One of the main practices that I learned from my years of living in an ashram was the practice of surrender.

Which is another word about learning to trust –trusting the native intelligence  that allows an acorn to grow into an oak tree, or a butterfly to emerge from the chrysalis of the cocoon. Whatever we call this…this energy guides us from within.

In yoga we call it prana.  It’s the life force that moves in and through and around everything, everyone, everywhere.  It’s only task is to bring us home to ourselves.  The great yogi, Muktananada, described prana as the powerful force animating everything.

That’s not a simple task, though!  Especially when it encounters the gnarly, crusty resistances we have inside born out of disappointments, hurts, betrayals, and despair.

Most of us didn’t get the love, attention, reassurance, and guidance early on in our lives that we needed to become the person we could be.

That doesn’t mean we can’t grow into the person we want to be, becoming who we want to be, and flourishing despite obstacles.

What it does mean is we need to learn how to navigate the powerful forces that move rapidly inside us while also integrating the messages and events of the world around us.

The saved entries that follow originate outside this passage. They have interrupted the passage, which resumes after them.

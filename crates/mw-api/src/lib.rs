//! # mw-api
//!
//! The web routing and orchestration layer for movewiki.

pub mod error;
pub mod handlers;
pub mod middleware;

use actix_web::web;

/// Configures the routes for the wiki.
///
/// # Developer Note
/// Order matters: literal segments (`new`, `rss`, `tagged`, `edit`, vote
/// directions) are registered before the catch-all `{slug}` patterns.
pub fn configure_routes(cfg: &mut web::ServiceConfig) {
    cfg.service(
        web::scope("")
            .route("/", web::get().to(handlers::index))
            .route("/preview", web::post().to(handlers::preview))
            // Move index and submission
            .route("/moves", web::get().to(handlers::list_moves))
            .route("/moves", web::post().to(handlers::create_move))
            .route("/moves/new", web::get().to(handlers::new_move_form))
            .route("/moves/rss", web::get().to(handlers::feed))
            .route("/moves/tagged/{tags}", web::get().to(handlers::tagged_moves))
            // Operations on a single move by id
            .route("/moves/{id}/edit", web::get().to(handlers::edit_move_form))
            .route("/moves/{id}/{vote:up|down}", web::get().to(handlers::vote_move))
            .route("/moves/{id}", web::post().to(handlers::edit_move))
            // Listings nested under a move's slug
            .route("/moves/{slug}/listings/new", web::get().to(handlers::new_listing_form))
            .route("/moves/{slug}/listings", web::post().to(handlers::create_listing))
            // Read views
            .route("/moves/{slug}/{id}", web::get().to(handlers::view_definition))
            .route("/moves/{key}", web::get().to(handlers::view_move))
            .route("/listings/{id}", web::get().to(handlers::view_listing))
            .route("/listings/{id}/{vote:up|down}", web::get().to(handlers::vote_listing))
            .default_service(web::route().to(handlers::not_found)),
    );
}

This is not easy; in fact it can bring up tremendous fear and anxiety, shut us down, cutting us from the signals that our heart, and our inner wisdom, is pushing us to see.

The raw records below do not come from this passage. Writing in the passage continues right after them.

//! # Core Traits (Ports)
//!
//! Any storage plugin must implement these traits to be used by the binary.

use async_trait::async_trait;
use uuid::Uuid;

use crate::models::{Listing, Move, Vote};

/// Data persistence contract for moves and listings.
#[cfg_attr(test, mockall::automock)]
#[async_trait]
pub trait WikiRepo: Send + Sync {
    // Move Operations
    async fn insert_move(&self, mv: &Move) -> anyhow::Result<()>;
    async fn update_move(&self, mv: &Move) -> anyhow::Result<()>;
    async fn get_move(&self, id: Uuid) -> anyhow::Result<Option<Move>>;
    /// Every definition sharing `slug`, most upvoted first.
    async fn find_moves_by_slug(&self, slug: &str) -> anyhow::Result<Vec<Move>>;
    /// Newest first.
    async fn list_moves_paginated(&self, limit: i64, offset: i64) -> anyhow::Result<Vec<Move>>;
    /// Moves carrying all of `tags`, newest first.
    async fn list_moves_tagged(&self, tags: &[String], limit: i64) -> anyhow::Result<Vec<Move>>;
    /// Bumps one counter in place and returns the updated row.
    async fn vote_move(&self, id: Uuid, vote: Vote) -> anyhow::Result<Option<Move>>;
    /// Writes the cached top listing onto every move with `slug`. `None`
    /// clears it.
    async fn set_top_listing(&self, slug: &str, listing_id: Option<Uuid>) -> anyhow::Result<()>;

    // Listing Operations
    async fn insert_listing(&self, listing: &Listing) -> anyhow::Result<()>;
    async fn get_listing(&self, id: Uuid) -> anyhow::Result<Option<Listing>>;
    /// Most upvoted first, oldest first on ties.
    async fn listings_for_slug(&self, slug: &str) -> anyhow::Result<Vec<Listing>>;
    async fn top_listing(&self, slug: &str) -> anyhow::Result<Option<Listing>>;
    async fn vote_listing(&self, id: Uuid, vote: Vote) -> anyhow::Result<Option<Listing>>;
    /// Moves every listing filed under `from` to `to`. Returns how many moved.
    async fn relink_listings(&self, from: &str, to: &str) -> anyhow::Result<u64>;
}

Shutting down shuts down our inner compass, the guidance that continues to push, prod, and urge us from within, compelling us to reach for more to become more fully ourselves…a fully expressed presence.

We all have different strategies of dealing with the pain of life: whether it’s reducing our anxiety or mitigating depression or dealing with humiliation, betrayal, and disappointment.

Certainly it’s hard to fathom that the root of our suffering holds something more wonderful behind the protective barrier.  We’ve lived so long behind the corrosive rust that seals our hearts shut.

Yet, isn’t it true that we still long for love, to be loved, to love others, to belong, to feel the freedom of expression, to be without inhibition?

Becoming solid, secure, and steady inside is to gradually, over time, come to know the equanimity that glows behind all the fears, blocks, and resistances we have.

I see this all the time in the Safely Embodied Learning Community as people trust their true nature, disentangling themselves from the old patterns that have caught them in the past.

Deep inside we know what we long for, hope for, wish.  Of course, we’ve tried to squelch that knowing – but it’s still there.

This longing, shut down by our inner conflict, can literally bring us to our knees.

But it’s still there, waiting throughout our lifetime for us to listen, attend, attune and allow it to gently emerge.

Last week I talked with Pat whose life had completely fallen apart.  He couldn’t keep it together anymore despite having reached the pinnacle of his field.  He went from immaculate to unable to move from bed, completely catatonic.

He felt crippled in something he could barely describe.

He’d been holding on for so long that when “it” happened he just completely let go.

This happens to so many.

It’s also something we all fear.  We terrify ourselves that we’ll be completely alone and isolated, homeless, devastated.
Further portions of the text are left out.